Le gaulois captif - Fouilles du Rhône, Arles
Victoire de César
César hâte sa marche pour assister à l'action. À son arrivée, on le reconnaît à la couleur du vêtement qu'il avait coutume de porter dans les batailles ; les ennemis, qui de la hauteur le voient sur la pente avec les escadrons et les cohortes dont il s'était fait suivre, engagent le combat. Un cri s'élève de part et d'autre, et est répété sur le rempart et dans tous les retranchements. Nos soldats, laissant de côté le javelot, tirent le glaive. Tout à coup, sur les derrières de l'ennemi, paraît notre cavalerie ; d'autres cohortes approchent ; les Gaulois prennent la fuite ; notre cavalerie barre le passage aux fuyards, et en fait un grand carnage. Sédullus, chef et prince des Lémovices, est tué, et l'Arverne Vercasivellaunos pris vivant dans la déroute. Soixante-quatorze enseignes militaires sont rapportées à César ; d'un si grand nombre d'hommes, bien peu rentrent au camp sans blessure. Les assiégés, apercevant du haut de leurs murs la fuite des leurs et le carnage qu'on en fait, désespèrent de leur salut, et retirent leurs troupes de l'attaque de nos retranchements. La nouvelle en arrive au camp des Gaulois, qui l'évacuent à l'instant. Si les soldats n'eussent été harassés par d'aussi nombreux engagements et par les travaux de tout le jour, l'armée ennemie eût pu être détruite tout entière. Au milieu de la nuit, la cavalerie, envoyée à la poursuite, atteint l'arrière-garde ; une grande partie est prise ou tuée ; le reste, échappé par la fuite, se réfugia dans les cités.

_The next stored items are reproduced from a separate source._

//! Authentication service.
//!
//! Email and password accounts held by an external identity provider. The
//! provider is reached through [`IdentityProvider`]; [`AuthService`] adds
//! input normalization, profile bootstrapping, and error tracking context.

mod error;
mod memory;

pub use error::AuthError;
pub use memory::MemoryIdentity;

use async_trait::async_trait;
use tracing::instrument;

use gtm_shop_core::Email;

use crate::db::{ProfileCache, ProfileRepository, RemoteStore};
use crate::error::{add_breadcrumb, clear_sentry_user, set_sentry_user};
use crate::models::AuthUser;

/// Minimum password length.
const MIN_PASSWORD_LENGTH: usize = 6;

/// Result of a sign-up call at the provider.
#[derive(Debug, Clone, PartialEq, Eq)]
pub enum SignUpOutcome {
    /// A new identity was created and a session opened.
    SignedIn(AuthUser),
    /// A new identity was created; the email must be confirmed first.
    ConfirmationRequired(AuthUser),
    /// The email already belongs to an identity.
    AlreadyRegistered,
}

/// External identity provider.
#[async_trait]
pub trait IdentityProvider: Send + Sync + 'static {
    /// The signed-in user, if any.
    async fn current_user(&self) -> Option<AuthUser>;

    /// Register a new identity.
    async fn sign_up(
        &self,
        email: &Email,
        password: &str,
        display_name: &str,
    ) -> Result<SignUpOutcome, AuthError>;

    /// Open a session with email and password.
    async fn sign_in(&self, email: &Email, password: &str) -> Result<AuthUser, AuthError>;

    /// Close the current session. Succeeds when nobody is signed in.
    async fn sign_out(&self) -> Result<(), AuthError>;
}

/// Authentication service.
///
/// Handles sign-up, sign-in, and sign-out against the identity provider.
pub struct AuthService<'a> {
    identity: &'a dyn IdentityProvider,
    profiles: ProfileRepository<'a>,
}

impl<'a> AuthService<'a> {
    /// Create a new authentication service.
    #[must_use]
    pub const fn new(
        identity: &'a dyn IdentityProvider,
        store: &'a dyn RemoteStore,
        cache: &'a ProfileCache,
    ) -> Self {
        Self {
            identity,
            profiles: ProfileRepository::new(store, cache),
        }
    }

    /// The signed-in user, if any.
    pub async fn current_user(&self) -> Option<AuthUser> {
        self.identity.current_user().await
    }

    /// The signed-in user, or `NotSignedIn`.
    ///
    /// # Errors
    ///
    /// Returns `AuthError::NotSignedIn` if there is no session.
    pub async fn require_user(&self) -> Result<AuthUser, AuthError> {
        self.current_user().await.ok_or(AuthError::NotSignedIn)
    }

    /// Register a new account.
    ///
    /// The email is trimmed and lowercased. The display name defaults to the
    /// email's local part. A profile row is created for new identities; a
    /// failure there is logged and does not fail the sign-up.
    ///
    /// # Errors
    ///
    /// Returns `AuthError::InvalidEmail` if the email format is invalid.
    /// Returns `AuthError::WeakPassword` if the password is too short.
    /// Returns `AuthError::UserAlreadyExists` if the email is already registered.
    /// Returns `AuthError::ConfirmationRequired` if the account was created but
    /// the email must be confirmed before signing in.
    #[instrument(skip(self, email, password, display_name))]
    pub async fn sign_up(
        &self,
        email: &str,
        password: &str,
        display_name: Option<&str>,
    ) -> Result<AuthUser, AuthError> {
        let email = Email::parse_normalized(email)?;
        validate_password(password)?;

        let display_name = display_name
            .map(str::trim)
            .filter(|s| !s.is_empty())
            .unwrap_or_else(|| email.local_part())
            .to_string();

        let (user, signed_in) = match self.identity.sign_up(&email, password, &display_name).await? {
            SignUpOutcome::AlreadyRegistered => return Err(AuthError::UserAlreadyExists),
            SignUpOutcome::SignedIn(user) => (user, true),
            SignUpOutcome::ConfirmationRequired(user) => (user, false),
        };

        if let Err(e) = self
            .profiles
            .create(user.id, email.as_str(), Some(&display_name))
            .await
        {
            tracing::warn!(error = %e, user_id = %user.id, "Profile creation failed, continuing with sign-up");
        }

        if !signed_in {
            tracing::info!(user_id = %user.id, "Sign-up requires email confirmation");
            return Err(AuthError::ConfirmationRequired);
        }

        set_sentry_user(&user.id, Some(email.as_str()));
        add_breadcrumb("auth", "Signed up", None);
        tracing::info!(user_id = %user.id, "User signed up");
        Ok(user)
    }

    /// Sign in with email and password.
    ///
    /// # Errors
    ///
    /// Returns `AuthError::InvalidEmail` if the email format is invalid.
    /// Returns `AuthError::InvalidCredentials` if the email or password is wrong.
    /// Returns `AuthError::EmailNotConfirmed` if the email is unconfirmed.
    #[instrument(skip(self, email, password))]
    pub async fn sign_in(&self, email: &str, password: &str) -> Result<AuthUser, AuthError> {
        let email = Email::parse_normalized(email)?;
        if password.is_empty() {
            return Err(AuthError::InvalidCredentials);
        }

        let user = self.identity.sign_in(&email, password).await?;

        set_sentry_user(&user.id, user.email.as_ref().map(Email::as_str));
        add_breadcrumb("auth", "Signed in", None);
        tracing::info!(user_id = %user.id, "User signed in");
        Ok(user)
    }

    /// Sign out the current user. The cart is left untouched.
    ///
    /// # Errors
    ///
    /// Returns `AuthError::Backend` if the provider fails.
    #[instrument(skip(self))]
    pub async fn sign_out(&self) -> Result<(), AuthError> {
        self.identity.sign_out().await?;
        clear_sentry_user();
        add_breadcrumb("auth", "Signed out", None);
        tracing::info!("User signed out");
        Ok(())
    }
}

/// Validate password requirements.
///
/// # Errors
///
/// Returns `AuthError::WeakPassword` if the password is shorter than 6 characters.
pub fn validate_password(password: &str) -> Result<(), AuthError> {
    if password.chars().count() < MIN_PASSWORD_LENGTH {
        return Err(AuthError::WeakPassword(format!(
            "Password must be at least {MIN_PASSWORD_LENGTH} characters"
        )));
    }
    Ok(())
}

#[cfg(test)]
#[allow(clippy::unwrap_used)]
mod tests {
    use super::*;
    use crate::db::{MemoryStore, Table};

    struct Fixture {
        identity: MemoryIdentity,
        store: MemoryStore,
        cache: ProfileCache,
    }

    impl Fixture {
        fn new() -> Self {
            Self {
                identity: MemoryIdentity::new(),
                store: MemoryStore::new(),
                cache: ProfileCache::new(),
            }
        }

        fn service(&self) -> AuthService<'_> {
            AuthService::new(&self.identity, &self.store, &self.cache)
        }
    }

    #[test]
    fn test_validate_password_too_short() {
        assert!(matches!(
            validate_password("12345"),
            Err(AuthError::WeakPassword(_))
        ));
    }

    #[test]
    fn test_validate_password_valid() {
        assert!(validate_password("123456").is_ok());
    }

    #[tokio::test]
    async fn test_sign_up_normalizes_and_creates_profile() {
        let fx = Fixture::new();
        let user = fx
            .service()
            .sign_up("  Ada@Example.COM ", "hunter22", None)
            .await
            .unwrap();

        assert_eq!(user.email.as_ref().unwrap().as_str(), "ada@example.com");
        assert_eq!(user.display_name.as_deref(), Some("ada"));

        let rows = fx.store.rows(Table::UserProfiles);
        assert_eq!(rows.len(), 1);
        assert_eq!(rows[0]["display_name"], "ada");
        assert_eq!(fx.service().current_user().await, Some(user));
    }

    #[tokio::test]
    async fn test_sign_up_existing_email() {
        let fx = Fixture::new();
        fx.service()
            .sign_up("ada@example.com", "hunter22", Some("Ada"))
            .await
            .unwrap();

        let err = fx
            .service()
            .sign_up("ADA@example.com", "another1", None)
            .await
            .unwrap_err();
        assert!(matches!(err, AuthError::UserAlreadyExists));
    }

    #[tokio::test]
    async fn test_sign_up_profile_failure_is_not_fatal() {
        let fx = Fixture::new();
        fx.store.inject_failure(Table::UserProfiles);

        let user = fx
            .service()
            .sign_up("ada@example.com", "hunter22", Some("Ada"))
            .await;
        assert!(user.is_ok());
    }

    #[tokio::test]
    async fn test_sign_up_requiring_confirmation() {
        let fx = Fixture::new();
        fx.identity.require_confirmation(true);

        let err = fx
            .service()
            .sign_up("ada@example.com", "hunter22", None)
            .await
            .unwrap_err();
        assert!(matches!(err, AuthError::ConfirmationRequired));
        assert_eq!(fx.store.rows(Table::UserProfiles).len(), 1);
        assert!(fx.service().current_user().await.is_none());

        let err = fx
            .service()
            .sign_in("ada@example.com", "hunter22")
            .await
            .unwrap_err();
        assert!(matches!(err, AuthError::EmailNotConfirmed));
    }

    #[tokio::test]
    async fn test_sign_up_rejects_bad_input() {
        let fx = Fixture::new();
        assert!(matches!(
            fx.service().sign_up("not-an-email", "hunter22", None).await,
            Err(AuthError::InvalidEmail(_))
        ));
        assert!(matches!(
            fx.service().sign_up("ada@example.com", "123", None).await,
            Err(AuthError::WeakPassword(_))
        ));
    }

    #[tokio::test]
    async fn test_sign_in_and_out() {
        let fx = Fixture::new();
        fx.service()
            .sign_up("ada@example.com", "hunter22", None)
            .await
            .unwrap();
        fx.service().sign_out().await.unwrap();
        assert!(matches!(
            fx.service().require_user().await,
            Err(AuthError::NotSignedIn)
        ));

        assert!(matches!(
            fx.service().sign_in("ada@example.com", "wrong-pass").await,
            Err(AuthError::InvalidCredentials)
        ));

        let user = fx
            .service()
            .sign_in(" ADA@example.com", "hunter22")
            .await
            .unwrap();
        assert_eq!(fx.service().require_user().await.unwrap(), user);
    }
}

Henri Paul Motte (1846-1922) - Reddition de Vercingétorix, 1887
Reddition de Vercingétorix
Le lendemain Vercingétorix convoque l'assemblée, et dit : "Qu'il n'a pas entrepris cette guerre pour ses intérêts personnels, mais pour la défense de la liberté commune ; que, puisqu'il fallait céder à la fortune, il s'offrait à ses compatriotes, leur laissant le choix d'apaiser les Romains par sa mort ou de le livrer vivant." On envoie à ce sujet des députés à César. Il ordonne qu'on lui apporte les armes, qu'on lui amène les chefs. Assis sur son tribunal, à la tête de son camp, il fait paraître devant lui les généraux ennemis. Vercingétorix est mis en son pouvoir ; les armes sont jetées à ses pieds. À l'exception des Héduens et des Arvernes, dont il voulait se servir pour tâcher de regagner ces peuples, le reste des prisonniers fut distribué par tête à chaque soldat, à titre de butin.
Vercingétorix jette ses armes aux pieds de César, de Lionel Royer (1852-1926), 1899
Soumission des Héduens et des Arvernes. Quartiers d'hiver
Ces affaires terminées, il part pour le pays des Héduens, et reçoit leur soumission. Là, des députés envoyés par les Arvernes viennent lui promettre de faire ce qu'il ordonnera. César exige un grand nombre d'otages. Il met ses légions en quartiers d'hiver, et rend environ vingt mille captifs aux Héduens et aux Arvernes. Il fait partir T. Labiénus avec deux légions et la cavalerie pour le pays des Séquanes ; il lui adjoint M. Sempronius Rutilius. Il place C. Fabius et L. Minucius Basilus avec deux légions chez les Rèmes, pour les garantir contre toute attaque des Bellovaques, leurs voisins. Il envoie T. Antistius Réginus chez les Ambivarètes, T. Sextius chez les Bituriges, C. Caninius Rébilus chez les Rutènes, chacun avec une légion. II établit Q. Tullius Cicéron et P. Sulpicius dans les postes de Cabillon (Châlons) et de Matiscon (Mâcon), au pays des Héduens, sur la Saône, pour assurer les vivres. Lui-même résolut de passer l'hiver à Bibracte. Ces événements ayant été annoncés à Rome par les lettres de César, on ordonna vingt jours de prières publiques.